Carlos Salinas de Gortari was declared the winner of the presidential election, with the Ministry of Interior saying he had received 50.7% of the vote. It was the lowest for a winning candidate since direct elections were introduced for the presidency in 1917.[3] In the Chamber of Deputies election, the Institutional Revolutionary Party won 260 of the 500 seats,[4] as well as winning 60 of the 64 seats in the Senate election.[5]
Although early results of the parallel vote tabulation had indicated Cuauhtemoc Cárdenas was winning, when the official results were announced, Salinas was said to have won by a wide margin. The elections are widely considered to have been fraudulent and that Salinas de Gortari and the PRI resorted to electoral fraud to remain in power. All of the opposition candidates denounced that the elections had been rigged, and there were many protests throughout the country against the electoral fraud, including demonstrations by opposition lawmakers in the Congress. Salinas de Gortari, however, was able to take office on 1 December as President, after the PRI-dominated Congress declared that his election had been valid.[6]
Elections rigged
This was the first time that a parallel vote tabulation was implemented in Mexico, and the results were informed by telephone from the electoral districts to the secretariat of the Interior. The institution in charge of counting the votes was the Comisión Federal Electoral (CFE), presided by the Secretary of the Interior, Manuel Bartlett.

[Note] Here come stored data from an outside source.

//! Hex program-text loader.
//!
//! Program files are plain text, one 16-bit instruction per line, each line
//! exactly 4 hexadecimal digits in big-endian nibble order (the first two
//! digits are the high byte). Blank lines are skipped; anything else is a
//! load failure reported with its 1-based line number. A failed parse
//! produces no bytes, so machine memory is never partially mutated.
//!
//! # Example
//! ```
//! use vole_emu::loader::parse_program;
//!
//! let image = parse_program("20FF\nC000\n").unwrap();
//! assert_eq!(image, vec![0x20, 0xFF, 0xC0, 0x00]);
//! ```

use std::path::Path;

use thiserror::Error;

use crate::machine::Fault;

/// Program load error.
#[derive(Debug, Error)]
pub enum LoadError {
    /// The program file could not be read.
    #[error("failed to read program file: {0}")]
    Io(#[from] std::io::Error),

    /// A line is not exactly 4 characters long.
    #[error("line {line}: '{text}' has wrong length, expected 4 hex digits")]
    BadLineLength { line: usize, text: String },

    /// A line contains a non-hexadecimal character.
    #[error("line {line}: '{text}' is not a hexadecimal number")]
    BadHexDigit { line: usize, text: String },

    /// The parsed image does not fit in machine memory.
    #[error(transparent)]
    Image(#[from] Fault),
}

/// Parse hex program text into a byte image, two bytes per line.
pub fn parse_program(text: &str) -> Result<Vec<u8>, LoadError> {
    let mut image = Vec::new();

    for (index, raw_line) in text.lines().enumerate() {
        let line = index + 1;
        let text = raw_line.trim();
        if text.is_empty() {
            continue;
        }

        if text.len() != 4 {
            return Err(LoadError::BadLineLength {
                line,
                text: text.to_string(),
            });
        }

        let word = u16::from_str_radix(text, 16).map_err(|_| LoadError::BadHexDigit {
            line,
            text: text.to_string(),
        })?;

        image.extend_from_slice(&word.to_be_bytes());
    }

    log::debug!("parsed {} instruction bytes", image.len());
    Ok(image)
}

/// Read and parse a program file.
pub fn load_program_file(path: impl AsRef<Path>) -> Result<Vec<u8>, LoadError> {
    let path = path.as_ref();
    let text = std::fs::read_to_string(path)?;
    log::info!("loading program from {}", path.display());
    parse_program(&text)
}
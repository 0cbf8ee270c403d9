//! Tool availability checking.
//!
//! A group check never fails fast: every program in the group is looked
//! up, and whatever is missing is reported together in one warning,
//! followed by one remediation hint naming the provider package.

use std::collections::HashSet;

use serde::Serialize;

use crate::diagnostics::DiagnosticSink;
use crate::tools::path::ExecutableResolver;
use crate::tools::registry::ToolGroup;

/// Name of the pipeline the tools are required for.
pub const PIPELINE_NAME: &str = "Rp-Bp";

/// Outcome of checking one tool group.
#[derive(Debug, Clone, PartialEq, Eq, Serialize)]
pub struct GroupReport {
    /// Group that was checked.
    pub group: String,
    /// Package the group's programs come from.
    pub provider: String,
    /// Programs that did not resolve, in input order.
    pub missing: Vec<String>,
}

impl GroupReport {
    /// Whether every program in the group was found.
    pub fn is_satisfied(&self) -> bool {
        self.missing.is_empty()
    }
}

/// Warning text listing missing programs.
pub fn missing_programs_message(missing: &[String]) -> String {
    format!("Missing programs: {}", missing.join(" "))
}

/// Warning text telling the operator which package to install.
pub fn remediation_message(provider: &str) -> String {
    format!(
        "Please install {} before using the {} pipeline.",
        provider, PIPELINE_NAME
    )
}

/// Checks required programs against an executable resolver.
pub struct ToolChecker<'a> {
    resolver: &'a dyn ExecutableResolver,
}

impl<'a> ToolChecker<'a> {
    /// Create a checker backed by `resolver`.
    pub fn new(resolver: &'a dyn ExecutableResolver) -> Self {
        Self { resolver }
    }

    /// Programs from `programs` that cannot be resolved.
    ///
    /// Duplicate names are looked up once.
    pub fn missing_programs<S: AsRef<str>>(&self, programs: &[S]) -> Vec<String> {
        let mut seen = HashSet::new();
        programs
            .iter()
            .map(|p| AsRef::<str>::as_ref(p))
            .filter(|p| seen.insert(*p))
            .filter(|p| {
                let found = self.resolver.resolve(p);
                tracing::debug!("Resolved {} -> {:?}", p, found);
                found.is_none()
            })
            .map(str::to_string)
            .collect()
    }

    /// Check `programs` and report missing ones on `sink`.
    ///
    /// Emits nothing when all are present; otherwise exactly two warnings:
    /// the missing list, then the remediation hint. Returns the missing set.
    pub fn check<S: AsRef<str>>(
        &self,
        programs: &[S],
        provider: &str,
        sink: &mut dyn DiagnosticSink,
    ) -> Vec<String> {
        let missing = self.missing_programs(programs);
        if !missing.is_empty() {
            sink.warning(&missing_programs_message(&missing));
            sink.warning(&remediation_message(provider));
        }
        missing
    }

    /// Check a single group.
    pub fn check_group(&self, group: &ToolGroup, sink: &mut dyn DiagnosticSink) -> GroupReport {
        let missing = self.check(&group.programs, &group.provider, sink);
        GroupReport {
            group: group.name.clone(),
            provider: group.provider.clone(),
            missing,
        }
    }

    /// Check every group in order. A deficient group never stops later ones.
    pub fn check_all(&self, groups: &[ToolGroup], sink: &mut dyn DiagnosticSink) -> Vec<GroupReport> {
        groups.iter().map(|g| self.check_group(g, sink)).collect()
    }

    /// Report missing programs without emitting diagnostics.
    pub fn inspect_group(&self, group: &ToolGroup) -> GroupReport {
        GroupReport {
            group: group.name.clone(),
            provider: group.provider.clone(),
            missing: self.missing_programs(&group.programs),
        }
    }
}

#[cfg(test)]
mod tests {
    use super::*;
    use crate::diagnostics::{Level, MockSink};
    use std::cell::RefCell;
    use std::collections::BTreeSet;
    use std::path::PathBuf;

    /// Resolver that knows a fixed set of programs and counts lookups.
    struct FakeResolver {
        present: HashSet<&'static str>,
        lookups: RefCell<Vec<String>>,
    }

    impl FakeResolver {
        fn with(present: &[&'static str]) -> Self {
            Self {
                present: present.iter().copied().collect(),
                lookups: RefCell::new(Vec::new()),
            }
        }
    }

    impl ExecutableResolver for FakeResolver {
        fn resolve(&self, program: &str) -> Option<PathBuf> {
            self.lookups.borrow_mut().push(program.to_string());
            self.present
                .contains(program)
                .then(|| PathBuf::from("/usr/bin").join(program))
        }
    }

    #[test]
    fn satisfied_group_is_silent() {
        let resolver = FakeResolver::with(&["bowtie2", "bowtie2-build-s"]);
        let checker = ToolChecker::new(&resolver);
        let mut sink = MockSink::new();

        let group = ToolGroup::new("bowtie2", ["bowtie2", "bowtie2-build-s"], "bowtie2");
        let report = checker.check_group(&group, &mut sink);

        assert!(report.is_satisfied());
        assert!(sink.records().is_empty());
    }

    #[test]
    fn missing_samtools_emits_list_then_hint() {
        let resolver = FakeResolver::with(&[]);
        let checker = ToolChecker::new(&resolver);
        let mut sink = MockSink::new();

        let group = ToolGroup::new("samtools", ["samtools"], "SAMtools");
        let report = checker.check_group(&group, &mut sink);

        assert_eq!(report.missing, vec!["samtools"]);
        assert_eq!(
            sink.records(),
            &[
                (Level::Warning, "Missing programs: samtools".to_string()),
                (
                    Level::Warning,
                    "Please install SAMtools before using the Rp-Bp pipeline.".to_string()
                ),
            ]
        );
    }

    #[test]
    fn all_missing_programs_reported_in_one_warning() {
        let resolver = FakeResolver::with(&["bedToBam"]);
        let checker = ToolChecker::new(&resolver);
        let mut sink = MockSink::new();

        let missing = checker.check(
            &["intersectBed", "bedToBam", "fastaFromBed"],
            "bedtools",
            &mut sink,
        );

        assert_eq!(missing, vec!["intersectBed", "fastaFromBed"]);
        assert_eq!(sink.warnings().len(), 2);
        assert_eq!(sink.warnings()[0], "Missing programs: intersectBed fastaFromBed");
    }

    #[test]
    fn groups_report_independently() {
        let resolver = FakeResolver::with(&["flexbar"]);
        let checker = ToolChecker::new(&resolver);
        let mut sink = MockSink::new();

        let groups = vec![
            ToolGroup::new("flexbar", ["flexbar"], "flexbar"),
            ToolGroup::new("gffread", ["gffread"], "cufflinks"),
        ];
        let reports = checker.check_all(&groups, &mut sink);

        assert!(reports[0].is_satisfied());
        assert_eq!(reports[1].missing, vec!["gffread"]);
        assert_eq!(sink.warnings().len(), 2);
        assert!(sink.warnings().iter().all(|w| !w.contains("flexbar")));
        assert!(sink.has_warning("gffread"));
        assert!(sink.has_warning("cufflinks"));
    }

    #[test]
    fn missing_set_is_order_insensitive() {
        let resolver = FakeResolver::with(&["bedToBam"]);
        let checker = ToolChecker::new(&resolver);

        let forward: BTreeSet<_> = checker
            .missing_programs(&["intersectBed", "bedToBam", "fastaFromBed"])
            .into_iter()
            .collect();
        let reversed: BTreeSet<_> = checker
            .missing_programs(&["fastaFromBed", "bedToBam", "intersectBed"])
            .into_iter()
            .collect();

        assert_eq!(forward, reversed);
    }

    #[test]
    fn duplicate_names_checked_once() {
        let resolver = FakeResolver::with(&[]);
        let checker = ToolChecker::new(&resolver);

        let missing = checker.missing_programs(&["STAR", "STAR"]);

        assert_eq!(missing, vec!["STAR"]);
        assert_eq!(resolver.lookups.borrow().len(), 1);
    }

    #[test]
    fn empty_program_list_is_satisfied() {
        let resolver = FakeResolver::with(&[]);
        let checker = ToolChecker::new(&resolver);
        let mut sink = MockSink::new();

        let missing = checker.check::<&str>(&[], "nothing", &mut sink);

        assert!(missing.is_empty());
        assert!(sink.records().is_empty());
    }

    #[test]
    fn inspect_group_emits_nothing() {
        let resolver = FakeResolver::with(&[]);
        let checker = ToolChecker::new(&resolver);

        let report = checker.inspect_group(&ToolGroup::new("STAR", ["STAR"], "STAR"));

        assert!(!report.is_satisfied());
        assert_eq!(report.missing, vec!["STAR"]);
    }
}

The first results arrived very slowly and inconsistently, but they showed that Cárdenas was in the lead.[7] The first official preliminary results were expected to arrive at 7 pm on election day, but once that time arrived, the CFE informed that the counting system had "broken down", and that the CFE president had scheduled a meeting with the Technical Secretariat to "correct the issue". In the meantime, the opposition candidates began to denounce that they had not been granted full access to the counting centers, and marched together to the headquarters of the Secretariat of the Interior to denounce irregularities in the elections. [8]
Later that day, the aforementioned Bartlett said that the telephone network was saturated due to, among other things, adverse weather conditions, characterizing it as a "breakdown of the system."[9] Then-president Miguel de la Madrid later admitted that this "breakdown" was a fabrication.[10] One observer said, "For the ordinary citizen, it was not the network but the Mexican political system that had crashed."[11]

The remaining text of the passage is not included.